## What you will do
Going through the data below, copy out each line where the word "sort" shows up.

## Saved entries
*** Block opens ***

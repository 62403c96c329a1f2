//! Configuration system for sift.
//!
//! sift uses TOML configuration files named `.sift.toml`. Configuration is resolved by walking
//! up the directory tree from the current working directory, collecting any `.sift.toml` files
//! found, then loading `~/.sift.toml` as the global config with lowest precedence. Every field
//! has a default, so a missing configuration is never an error.

#![warn(missing_docs)]

mod discovery;
mod error;
mod merge;
mod parse;
mod resolve;
mod templates;
#[cfg(test)]
mod test_support;
mod validate;

use std::path::{Path, PathBuf};

pub use discovery::{CONFIG_FILENAME, discover_config_files, global_config_path, is_global_config};
pub use error::ConfigError;
pub use merge::{ParsedConfig, merge_configs};
pub use parse::{
    RawConfig, RawEntitySettings, RawKeywordSettings, RawNormalizeSettings, RawReportSettings,
    RawTextSettings, RawTimeSettings, parse_config_file, parse_config_str,
};
pub use resolve::resolve_resource_path;
use serde::{Deserialize, Serialize};
pub use templates::{global_template, local_template};
pub use validate::ConfigWarning;
use validate::validate_config;

/// Top-level merged configuration for sift.
///
/// This represents the fully resolved configuration after merging all discovered
/// `.sift.toml` files according to precedence rules.
#[derive(Debug, Clone, Default, PartialEq)]
pub struct Config {
    /// Timestamp column settings.
    pub time: TimeSettings,
    /// Text column settings.
    pub text: TextSettings,
    /// Count report settings.
    pub report: ReportSettings,
    /// URL entity settings.
    pub entity: EntitySettings,
    /// Text normalization settings.
    pub normalize: NormalizeSettings,
    /// Default keyword filter.
    pub keywords: KeywordSettings,
    /// Directory containing the most specific config file.
    pub config_root: Option<PathBuf>,
}

impl Config {
    /// Loads configuration by discovering and merging all relevant `.sift.toml` files.
    ///
    /// 1. Discovers all `.sift.toml` files from `cwd` up to the filesystem root
    /// 2. Appends `~/.sift.toml` if it exists
    /// 3. Parses each file
    /// 4. Merges them according to precedence rules (closest to `cwd` wins)
    ///
    /// Returns `Ok(Config::default())` if no configuration files are found.
    pub fn load(cwd: &Path) -> Result<Self, ConfigError> {
        let config_files = discover_config_files(cwd);
        Self::load_from_files(&config_files)
    }

    /// Loads configuration from a specific list of config file paths.
    ///
    /// Files should be provided in precedence order: highest precedence first.
    pub fn load_from_files(files: &[PathBuf]) -> Result<Self, ConfigError> {
        if files.is_empty() {
            return Ok(Self::default());
        }

        let parsed: Vec<ParsedConfig> = files
            .iter()
            .map(|path| {
                let config = parse_config_file(path)?;
                Ok(ParsedConfig {
                    path: path.clone(),
                    config,
                })
            })
            .collect::<Result<Vec<_>, ConfigError>>()?;

        merge_configs(&parsed)
    }

    /// Checks the settings that are only interpreted later (tokens, formats, files) and
    /// returns a warning for each one that would fail when used.
    pub fn validate(&self) -> Vec<ConfigWarning> {
        validate_config(self)
    }

    /// Serializes the effective settings to TOML format.
    ///
    /// The output has the same layout as a `.sift.toml` file.
    pub fn settings_to_toml(&self) -> String {
        let serializable = SerializableSettings {
            time: &self.time,
            text: &self.text,
            report: &self.report,
            entity: &self.entity,
            normalize: &self.normalize,
            keywords: &self.keywords,
        };
        toml::to_string_pretty(&serializable).expect("settings serialization should not fail")
    }
}

/// Timestamp column settings.
#[derive(Debug, Clone, PartialEq, Eq, Deserialize, Serialize)]
#[serde(default)]
pub struct TimeSettings {
    /// Name of the timestamp column.
    pub column: String,
    /// strftime format of the raw timestamps.
    pub format: String,
    /// Default bucket width token (`d`, `w`, `m`, `y`).
    pub period: String,
}

impl Default for TimeSettings {
    fn default() -> Self {
        Self {
            column: String::from("date"),
            format: String::from("%y.%m.%d."),
            period: String::from("m"),
        }
    }
}

/// Text column settings.
#[derive(Debug, Clone, PartialEq, Eq, Deserialize, Serialize)]
#[serde(default)]
pub struct TextSettings {
    /// Name of the free-text column.
    pub column: String,
}

impl Default for TextSettings {
    fn default() -> Self {
        Self {
            column: String::from("text"),
        }
    }
}

/// Count report settings.
#[derive(Debug, Clone, PartialEq, Eq, Deserialize, Serialize)]
#[serde(default)]
pub struct ReportSettings {
    /// Rows per block in top-N reports.
    pub top_n: usize,
    /// Whether category counts carry a percentage column.
    pub percentage: bool,
    /// Category sort token (`ascending`, `descending`, `none`).
    pub sort: String,
}

impl Default for ReportSettings {
    fn default() -> Self {
        Self {
            top_n: 10,
            percentage: false,
            sort: String::from("descending"),
        }
    }
}

/// URL entity settings.
#[derive(Debug, Clone, PartialEq, Eq, Deserialize, Serialize)]
#[serde(default)]
pub struct EntitySettings {
    /// Substring the URL domain must contain.
    pub marker: String,
    /// Name of the derived identifier column.
    pub column: String,
    /// Column selecting the rows to extract from.
    pub filter_column: String,
    /// Value `filter_column` must equal.
    pub filter_value: String,
    /// Column holding the URLs.
    pub url_column: String,
}

impl Default for EntitySettings {
    fn default() -> Self {
        Self {
            marker: String::from(sift_frame::DEFAULT_SITE_MARKER),
            column: String::from(sift_frame::DEFAULT_ENTITY_COLUMN),
            filter_column: String::from("채널2"),
            filter_value: String::from("카페"),
            url_column: String::from("URL1"),
        }
    }
}

/// Text normalization settings.
#[derive(Debug, Clone, PartialEq, Eq, Deserialize, Serialize)]
#[serde(default)]
pub struct NormalizeSettings {
    /// Loanword table, resolved against the directory of the config that set it.
    #[serde(skip_serializing_if = "Option::is_none")]
    pub loanwords: Option<PathBuf>,
    /// Copies kept of a collapsed character run.
    pub repeats: usize,
}

impl Default for NormalizeSettings {
    fn default() -> Self {
        Self {
            loanwords: None,
            repeats: 2,
        }
    }
}

/// Default keyword filter applied when a command is given no keywords.
#[derive(Debug, Clone, Default, PartialEq, Eq, Deserialize, Serialize)]
#[serde(default)]
pub struct KeywordSettings {
    /// Combinator joining multiple keywords (`and` or `or`).
    #[serde(skip_serializing_if = "Option::is_none")]
    pub logic: Option<String>,
    /// Keywords rows must contain.
    pub include: Vec<String>,
    /// Keywords rows must not contain.
    pub exclude: Vec<String>,
}

/// Borrowed view of the settings sections for TOML output.
#[derive(Serialize)]
struct SerializableSettings<'a> {
    /// Timestamp column settings.
    time: &'a TimeSettings,
    /// Text column settings.
    text: &'a TextSettings,
    /// Count report settings.
    report: &'a ReportSettings,
    /// URL entity settings.
    entity: &'a EntitySettings,
    /// Text normalization settings.
    normalize: &'a NormalizeSettings,
    /// Default keyword filter.
    keywords: &'a KeywordSettings,
}

#[cfg(test)]
mod tests {
    use super::*;

    #[test]
    fn test_time_settings_defaults() {
        let time = TimeSettings::default();
        assert_eq!(time.column, "date");
        assert_eq!(time.format, "%y.%m.%d.");
        assert_eq!(time.period, "m");
    }

    #[test]
    fn test_report_settings_defaults() {
        let report = ReportSettings::default();
        assert_eq!(report.top_n, 10);
        assert!(!report.percentage);
        assert_eq!(report.sort, "descending");
    }

    #[test]
    fn test_entity_settings_defaults() {
        let entity = EntitySettings::default();
        assert_eq!(entity.marker, "cafe");
        assert_eq!(entity.column, "entity");
        assert_eq!(entity.url_column, "URL1");
    }

    #[test]
    fn test_config_default() {
        let config = Config::default();
        assert!(config.keywords.include.is_empty());
        assert!(config.normalize.loanwords.is_none());
        assert!(config.config_root.is_none());
    }

    #[test]
    fn test_settings_to_toml() {
        let config = Config::default();
        let toml = config.settings_to_toml();

        assert!(toml.contains("[time]"));
        assert!(toml.contains("[report]"));
        assert!(toml.contains("[entity]"));
        assert!(toml.contains("[keywords]"));
        assert!(toml.contains("top_n = 10"));
        assert!(toml.contains("marker = \"cafe\""));
        assert!(!toml.contains("loanwords"));

        let parsed: toml::Value =
            toml::from_str(&toml).expect("settings_to_toml should produce valid TOML");
        assert!(parsed.get("time").is_some());
        assert!(parsed.get("normalize").is_some());
    }

    #[test]
    fn test_settings_to_toml_parses_back() {
        let mut config = Config::default();
        config.keywords.include = vec!["love".into(), "cafes".into()];
        config.keywords.logic = Some("and".into());
        let raw = parse_config_str(&config.settings_to_toml(), Path::new("out.toml")).unwrap();
        let keywords = raw.keywords.unwrap();
        assert_eq!(keywords.include, Some(vec!["love".to_string(), "cafes".to_string()]));
        assert_eq!(keywords.logic, Some("and".to_string()));
    }
}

*** Block closes ***

## Response area
    /// Category sort token (`ascending`, `descending`, `none`).
    pub sort: String,
            sort: String::from("descending"),
        assert_eq!(report.sort, "descending");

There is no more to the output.